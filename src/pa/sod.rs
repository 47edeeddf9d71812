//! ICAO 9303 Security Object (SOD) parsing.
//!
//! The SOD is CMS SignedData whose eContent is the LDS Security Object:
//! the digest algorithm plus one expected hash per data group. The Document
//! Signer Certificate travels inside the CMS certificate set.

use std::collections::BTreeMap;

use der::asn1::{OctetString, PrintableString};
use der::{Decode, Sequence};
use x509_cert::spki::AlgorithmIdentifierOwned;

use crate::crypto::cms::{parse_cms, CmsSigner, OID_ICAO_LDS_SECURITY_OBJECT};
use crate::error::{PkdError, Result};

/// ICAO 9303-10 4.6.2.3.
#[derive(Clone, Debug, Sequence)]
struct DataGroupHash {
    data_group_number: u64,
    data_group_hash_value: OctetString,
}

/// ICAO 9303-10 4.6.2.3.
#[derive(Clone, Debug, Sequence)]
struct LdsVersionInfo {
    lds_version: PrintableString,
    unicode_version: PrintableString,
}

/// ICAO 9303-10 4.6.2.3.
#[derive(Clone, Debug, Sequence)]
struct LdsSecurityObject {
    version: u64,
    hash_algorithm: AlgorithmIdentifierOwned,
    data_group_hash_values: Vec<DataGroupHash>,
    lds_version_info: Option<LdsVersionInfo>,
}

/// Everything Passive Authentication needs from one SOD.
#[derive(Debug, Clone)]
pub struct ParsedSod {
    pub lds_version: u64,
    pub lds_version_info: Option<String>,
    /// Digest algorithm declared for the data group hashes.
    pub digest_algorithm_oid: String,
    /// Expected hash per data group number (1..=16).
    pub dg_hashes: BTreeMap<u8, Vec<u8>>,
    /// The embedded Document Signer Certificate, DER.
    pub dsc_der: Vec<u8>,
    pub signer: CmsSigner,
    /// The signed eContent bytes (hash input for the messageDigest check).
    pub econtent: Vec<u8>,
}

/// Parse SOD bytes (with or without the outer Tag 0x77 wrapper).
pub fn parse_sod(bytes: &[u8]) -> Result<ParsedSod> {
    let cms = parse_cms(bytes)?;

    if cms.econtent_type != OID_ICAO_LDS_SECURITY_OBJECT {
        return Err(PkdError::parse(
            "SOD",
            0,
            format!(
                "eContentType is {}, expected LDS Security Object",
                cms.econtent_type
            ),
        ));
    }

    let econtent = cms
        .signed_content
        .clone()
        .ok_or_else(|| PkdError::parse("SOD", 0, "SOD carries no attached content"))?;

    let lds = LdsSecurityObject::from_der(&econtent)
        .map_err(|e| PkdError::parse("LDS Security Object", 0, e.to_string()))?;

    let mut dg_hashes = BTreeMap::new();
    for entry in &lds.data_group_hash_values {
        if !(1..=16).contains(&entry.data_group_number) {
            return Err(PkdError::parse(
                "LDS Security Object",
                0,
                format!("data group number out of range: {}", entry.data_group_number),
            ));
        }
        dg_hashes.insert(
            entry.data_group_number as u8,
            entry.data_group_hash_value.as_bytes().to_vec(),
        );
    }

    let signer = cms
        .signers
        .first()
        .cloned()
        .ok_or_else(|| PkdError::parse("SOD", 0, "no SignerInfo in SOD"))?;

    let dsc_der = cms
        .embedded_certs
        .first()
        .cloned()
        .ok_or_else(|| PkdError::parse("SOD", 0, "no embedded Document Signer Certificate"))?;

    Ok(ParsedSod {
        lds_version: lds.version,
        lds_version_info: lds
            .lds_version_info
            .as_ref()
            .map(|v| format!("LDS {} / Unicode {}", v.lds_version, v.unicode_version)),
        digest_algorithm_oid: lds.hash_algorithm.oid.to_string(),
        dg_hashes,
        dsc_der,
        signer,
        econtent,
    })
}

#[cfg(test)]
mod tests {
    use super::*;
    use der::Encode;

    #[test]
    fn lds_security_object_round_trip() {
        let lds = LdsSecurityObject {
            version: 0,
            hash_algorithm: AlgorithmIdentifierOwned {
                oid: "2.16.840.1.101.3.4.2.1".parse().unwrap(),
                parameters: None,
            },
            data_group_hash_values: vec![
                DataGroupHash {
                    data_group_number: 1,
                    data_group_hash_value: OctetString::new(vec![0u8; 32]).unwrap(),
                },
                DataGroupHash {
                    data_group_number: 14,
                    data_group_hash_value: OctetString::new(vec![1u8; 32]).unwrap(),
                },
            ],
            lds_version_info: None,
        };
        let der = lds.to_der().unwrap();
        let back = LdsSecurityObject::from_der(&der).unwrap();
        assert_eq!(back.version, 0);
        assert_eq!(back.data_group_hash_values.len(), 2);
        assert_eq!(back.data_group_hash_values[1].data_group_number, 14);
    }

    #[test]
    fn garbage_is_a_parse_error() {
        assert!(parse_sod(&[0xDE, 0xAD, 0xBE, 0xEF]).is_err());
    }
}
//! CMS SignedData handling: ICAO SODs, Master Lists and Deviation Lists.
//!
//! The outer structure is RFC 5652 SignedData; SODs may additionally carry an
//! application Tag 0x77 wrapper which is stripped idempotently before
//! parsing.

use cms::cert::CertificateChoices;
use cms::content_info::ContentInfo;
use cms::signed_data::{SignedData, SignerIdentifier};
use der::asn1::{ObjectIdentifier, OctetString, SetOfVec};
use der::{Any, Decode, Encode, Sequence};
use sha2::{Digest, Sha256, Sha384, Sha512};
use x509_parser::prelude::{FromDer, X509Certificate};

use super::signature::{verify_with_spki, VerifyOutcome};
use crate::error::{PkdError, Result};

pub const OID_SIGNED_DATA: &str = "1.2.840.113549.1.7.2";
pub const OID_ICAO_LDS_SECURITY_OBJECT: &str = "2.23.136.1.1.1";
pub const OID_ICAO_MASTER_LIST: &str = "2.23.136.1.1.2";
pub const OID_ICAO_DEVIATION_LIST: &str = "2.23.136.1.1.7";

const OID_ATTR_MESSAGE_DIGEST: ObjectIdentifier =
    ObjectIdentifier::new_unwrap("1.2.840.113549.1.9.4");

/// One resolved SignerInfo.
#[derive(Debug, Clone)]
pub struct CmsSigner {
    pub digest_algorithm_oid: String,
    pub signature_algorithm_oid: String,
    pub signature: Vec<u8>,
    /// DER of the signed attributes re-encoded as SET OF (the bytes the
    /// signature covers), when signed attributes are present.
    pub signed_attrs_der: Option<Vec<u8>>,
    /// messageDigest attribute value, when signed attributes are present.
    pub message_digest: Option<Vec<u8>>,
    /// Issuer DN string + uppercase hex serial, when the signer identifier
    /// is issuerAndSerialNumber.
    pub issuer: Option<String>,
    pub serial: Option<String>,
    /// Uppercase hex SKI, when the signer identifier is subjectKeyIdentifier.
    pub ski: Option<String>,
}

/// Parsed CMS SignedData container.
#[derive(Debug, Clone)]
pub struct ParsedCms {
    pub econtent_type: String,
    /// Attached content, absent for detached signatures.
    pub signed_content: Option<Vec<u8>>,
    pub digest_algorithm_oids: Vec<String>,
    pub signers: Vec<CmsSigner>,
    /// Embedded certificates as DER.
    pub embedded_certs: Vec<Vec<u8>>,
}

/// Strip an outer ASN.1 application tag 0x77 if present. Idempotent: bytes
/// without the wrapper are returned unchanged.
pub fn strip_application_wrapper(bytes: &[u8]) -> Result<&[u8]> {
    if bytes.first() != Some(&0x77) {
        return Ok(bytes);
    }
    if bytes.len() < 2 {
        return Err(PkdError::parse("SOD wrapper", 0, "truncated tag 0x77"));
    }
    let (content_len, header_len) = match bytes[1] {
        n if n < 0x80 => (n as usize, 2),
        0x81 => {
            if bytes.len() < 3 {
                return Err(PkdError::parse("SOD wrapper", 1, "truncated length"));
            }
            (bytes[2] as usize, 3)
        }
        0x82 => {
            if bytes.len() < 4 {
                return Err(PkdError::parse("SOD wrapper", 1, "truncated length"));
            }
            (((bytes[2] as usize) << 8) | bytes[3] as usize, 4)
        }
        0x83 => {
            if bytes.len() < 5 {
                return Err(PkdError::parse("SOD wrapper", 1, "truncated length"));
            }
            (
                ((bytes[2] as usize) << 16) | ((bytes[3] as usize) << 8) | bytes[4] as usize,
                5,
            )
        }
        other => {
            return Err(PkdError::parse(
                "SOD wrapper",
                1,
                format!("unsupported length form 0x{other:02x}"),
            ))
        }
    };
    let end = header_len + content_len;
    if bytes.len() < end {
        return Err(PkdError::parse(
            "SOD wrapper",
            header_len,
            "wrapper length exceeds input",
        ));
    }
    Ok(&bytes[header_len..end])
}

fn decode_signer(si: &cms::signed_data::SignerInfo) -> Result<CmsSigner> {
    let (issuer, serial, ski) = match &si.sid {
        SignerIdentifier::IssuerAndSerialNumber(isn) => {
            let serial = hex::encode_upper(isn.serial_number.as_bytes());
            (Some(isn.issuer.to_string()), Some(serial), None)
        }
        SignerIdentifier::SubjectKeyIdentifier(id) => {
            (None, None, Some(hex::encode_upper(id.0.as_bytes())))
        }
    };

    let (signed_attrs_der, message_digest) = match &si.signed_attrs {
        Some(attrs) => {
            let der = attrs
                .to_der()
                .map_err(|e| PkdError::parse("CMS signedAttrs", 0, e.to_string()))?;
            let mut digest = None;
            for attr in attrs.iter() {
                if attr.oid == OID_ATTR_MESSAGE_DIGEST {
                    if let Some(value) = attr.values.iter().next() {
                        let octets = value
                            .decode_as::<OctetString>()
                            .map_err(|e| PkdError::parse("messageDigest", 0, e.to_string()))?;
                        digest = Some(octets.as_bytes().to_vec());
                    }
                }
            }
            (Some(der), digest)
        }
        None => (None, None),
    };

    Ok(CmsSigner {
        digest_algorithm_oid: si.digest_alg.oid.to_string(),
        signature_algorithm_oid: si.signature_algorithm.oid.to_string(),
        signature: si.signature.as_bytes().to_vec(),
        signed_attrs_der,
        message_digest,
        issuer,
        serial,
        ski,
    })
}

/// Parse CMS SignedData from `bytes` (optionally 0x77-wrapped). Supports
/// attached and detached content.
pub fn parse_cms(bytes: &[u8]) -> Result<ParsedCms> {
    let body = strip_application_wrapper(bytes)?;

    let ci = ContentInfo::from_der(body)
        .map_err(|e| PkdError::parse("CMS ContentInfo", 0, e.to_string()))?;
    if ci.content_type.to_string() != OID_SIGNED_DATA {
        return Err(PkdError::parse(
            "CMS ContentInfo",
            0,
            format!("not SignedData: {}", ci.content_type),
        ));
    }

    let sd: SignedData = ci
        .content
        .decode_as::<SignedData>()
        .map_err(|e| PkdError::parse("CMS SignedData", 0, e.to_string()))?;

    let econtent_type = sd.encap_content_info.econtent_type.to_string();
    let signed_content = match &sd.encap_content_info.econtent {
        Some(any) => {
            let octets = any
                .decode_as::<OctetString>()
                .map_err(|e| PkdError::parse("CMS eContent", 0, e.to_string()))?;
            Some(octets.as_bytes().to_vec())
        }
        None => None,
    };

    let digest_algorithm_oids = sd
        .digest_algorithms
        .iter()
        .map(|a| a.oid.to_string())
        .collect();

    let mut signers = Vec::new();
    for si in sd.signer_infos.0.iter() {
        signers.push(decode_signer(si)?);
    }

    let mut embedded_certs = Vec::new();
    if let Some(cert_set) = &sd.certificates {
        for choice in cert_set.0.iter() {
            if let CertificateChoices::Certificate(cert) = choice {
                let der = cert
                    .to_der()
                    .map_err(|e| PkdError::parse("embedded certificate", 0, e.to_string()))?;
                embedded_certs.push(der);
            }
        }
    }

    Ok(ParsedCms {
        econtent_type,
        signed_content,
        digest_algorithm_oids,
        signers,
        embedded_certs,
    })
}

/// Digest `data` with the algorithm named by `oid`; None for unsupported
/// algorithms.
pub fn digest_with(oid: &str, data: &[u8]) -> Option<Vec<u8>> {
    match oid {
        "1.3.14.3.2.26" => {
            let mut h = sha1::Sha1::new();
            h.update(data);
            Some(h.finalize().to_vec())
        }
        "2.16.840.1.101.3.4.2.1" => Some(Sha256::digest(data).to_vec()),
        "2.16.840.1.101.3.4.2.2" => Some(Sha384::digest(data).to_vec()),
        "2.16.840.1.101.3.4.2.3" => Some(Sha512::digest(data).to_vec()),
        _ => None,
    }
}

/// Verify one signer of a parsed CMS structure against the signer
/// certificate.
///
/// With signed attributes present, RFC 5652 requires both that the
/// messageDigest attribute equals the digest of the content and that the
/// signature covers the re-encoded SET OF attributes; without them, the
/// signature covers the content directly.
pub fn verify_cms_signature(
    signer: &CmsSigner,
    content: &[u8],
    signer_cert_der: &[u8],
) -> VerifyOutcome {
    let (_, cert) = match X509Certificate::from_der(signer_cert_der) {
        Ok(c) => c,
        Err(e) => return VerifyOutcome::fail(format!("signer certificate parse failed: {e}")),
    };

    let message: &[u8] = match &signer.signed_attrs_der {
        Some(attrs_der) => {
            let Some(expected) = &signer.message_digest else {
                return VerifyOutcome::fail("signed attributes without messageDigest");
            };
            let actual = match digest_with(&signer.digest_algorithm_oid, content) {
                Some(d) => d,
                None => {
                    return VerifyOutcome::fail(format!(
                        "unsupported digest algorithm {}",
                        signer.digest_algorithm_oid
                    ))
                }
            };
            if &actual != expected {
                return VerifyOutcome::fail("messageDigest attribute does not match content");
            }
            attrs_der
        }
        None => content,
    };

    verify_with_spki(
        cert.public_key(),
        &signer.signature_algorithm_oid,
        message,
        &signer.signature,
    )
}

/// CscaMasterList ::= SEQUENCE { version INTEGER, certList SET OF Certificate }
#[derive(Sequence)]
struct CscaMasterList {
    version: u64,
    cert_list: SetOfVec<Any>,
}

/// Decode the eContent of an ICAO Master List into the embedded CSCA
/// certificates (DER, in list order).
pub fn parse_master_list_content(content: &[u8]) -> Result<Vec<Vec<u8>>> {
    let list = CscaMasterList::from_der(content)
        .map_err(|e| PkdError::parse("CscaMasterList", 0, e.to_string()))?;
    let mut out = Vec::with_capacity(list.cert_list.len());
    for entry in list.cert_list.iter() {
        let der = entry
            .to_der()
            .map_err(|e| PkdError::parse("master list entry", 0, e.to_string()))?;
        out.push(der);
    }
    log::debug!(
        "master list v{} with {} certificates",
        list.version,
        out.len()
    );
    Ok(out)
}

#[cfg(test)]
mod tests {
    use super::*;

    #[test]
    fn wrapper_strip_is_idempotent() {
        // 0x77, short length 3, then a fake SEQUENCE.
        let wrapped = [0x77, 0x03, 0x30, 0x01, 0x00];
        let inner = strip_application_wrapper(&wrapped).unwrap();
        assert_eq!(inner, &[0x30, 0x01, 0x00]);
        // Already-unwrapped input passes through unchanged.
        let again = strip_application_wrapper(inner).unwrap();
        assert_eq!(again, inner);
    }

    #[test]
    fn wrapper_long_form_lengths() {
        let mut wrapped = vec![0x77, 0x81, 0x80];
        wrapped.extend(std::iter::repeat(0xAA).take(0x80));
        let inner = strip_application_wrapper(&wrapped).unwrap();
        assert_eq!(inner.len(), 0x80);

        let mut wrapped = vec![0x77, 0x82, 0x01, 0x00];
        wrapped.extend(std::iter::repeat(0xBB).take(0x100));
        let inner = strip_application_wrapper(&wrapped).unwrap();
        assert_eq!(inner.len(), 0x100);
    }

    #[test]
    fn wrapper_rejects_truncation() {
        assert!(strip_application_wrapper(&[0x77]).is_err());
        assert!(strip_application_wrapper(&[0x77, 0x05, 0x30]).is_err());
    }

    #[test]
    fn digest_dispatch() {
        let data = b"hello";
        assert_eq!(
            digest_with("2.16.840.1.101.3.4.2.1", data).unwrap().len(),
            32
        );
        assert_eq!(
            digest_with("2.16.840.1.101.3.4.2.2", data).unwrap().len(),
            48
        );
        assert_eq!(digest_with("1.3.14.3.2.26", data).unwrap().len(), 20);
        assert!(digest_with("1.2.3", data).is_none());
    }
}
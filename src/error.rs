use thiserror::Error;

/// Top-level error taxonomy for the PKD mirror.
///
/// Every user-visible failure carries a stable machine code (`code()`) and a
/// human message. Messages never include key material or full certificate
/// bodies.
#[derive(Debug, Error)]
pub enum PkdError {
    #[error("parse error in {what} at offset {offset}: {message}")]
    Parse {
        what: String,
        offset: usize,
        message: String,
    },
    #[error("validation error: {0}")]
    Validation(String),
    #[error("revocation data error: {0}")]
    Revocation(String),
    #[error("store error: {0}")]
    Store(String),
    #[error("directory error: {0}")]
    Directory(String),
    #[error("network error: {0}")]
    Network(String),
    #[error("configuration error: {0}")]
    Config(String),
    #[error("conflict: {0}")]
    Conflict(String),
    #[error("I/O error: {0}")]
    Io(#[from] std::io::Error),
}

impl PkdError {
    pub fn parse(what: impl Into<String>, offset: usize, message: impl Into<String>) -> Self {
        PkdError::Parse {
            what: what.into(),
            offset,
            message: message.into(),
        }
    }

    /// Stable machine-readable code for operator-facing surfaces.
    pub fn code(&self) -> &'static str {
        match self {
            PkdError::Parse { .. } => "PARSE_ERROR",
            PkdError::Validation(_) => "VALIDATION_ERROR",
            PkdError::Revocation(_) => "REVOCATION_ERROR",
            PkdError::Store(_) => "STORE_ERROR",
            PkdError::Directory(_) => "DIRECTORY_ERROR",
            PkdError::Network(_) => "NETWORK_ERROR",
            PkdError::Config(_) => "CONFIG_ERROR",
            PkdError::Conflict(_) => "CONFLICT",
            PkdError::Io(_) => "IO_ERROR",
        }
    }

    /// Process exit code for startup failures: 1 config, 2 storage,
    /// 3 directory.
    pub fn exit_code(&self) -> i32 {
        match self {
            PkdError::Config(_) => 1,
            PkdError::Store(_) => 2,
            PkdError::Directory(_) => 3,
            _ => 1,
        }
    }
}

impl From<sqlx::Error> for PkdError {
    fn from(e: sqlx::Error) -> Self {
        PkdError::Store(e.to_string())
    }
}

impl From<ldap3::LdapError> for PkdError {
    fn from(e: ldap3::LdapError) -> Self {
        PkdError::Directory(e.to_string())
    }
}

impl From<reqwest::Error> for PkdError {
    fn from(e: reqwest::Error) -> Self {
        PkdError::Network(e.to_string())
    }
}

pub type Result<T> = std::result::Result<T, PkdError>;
--
Problem details:
Gather each line in the data that holds the string "other".

Exercise answer:
        other => {
                format!("unsupported length form 0x{other:02x}"),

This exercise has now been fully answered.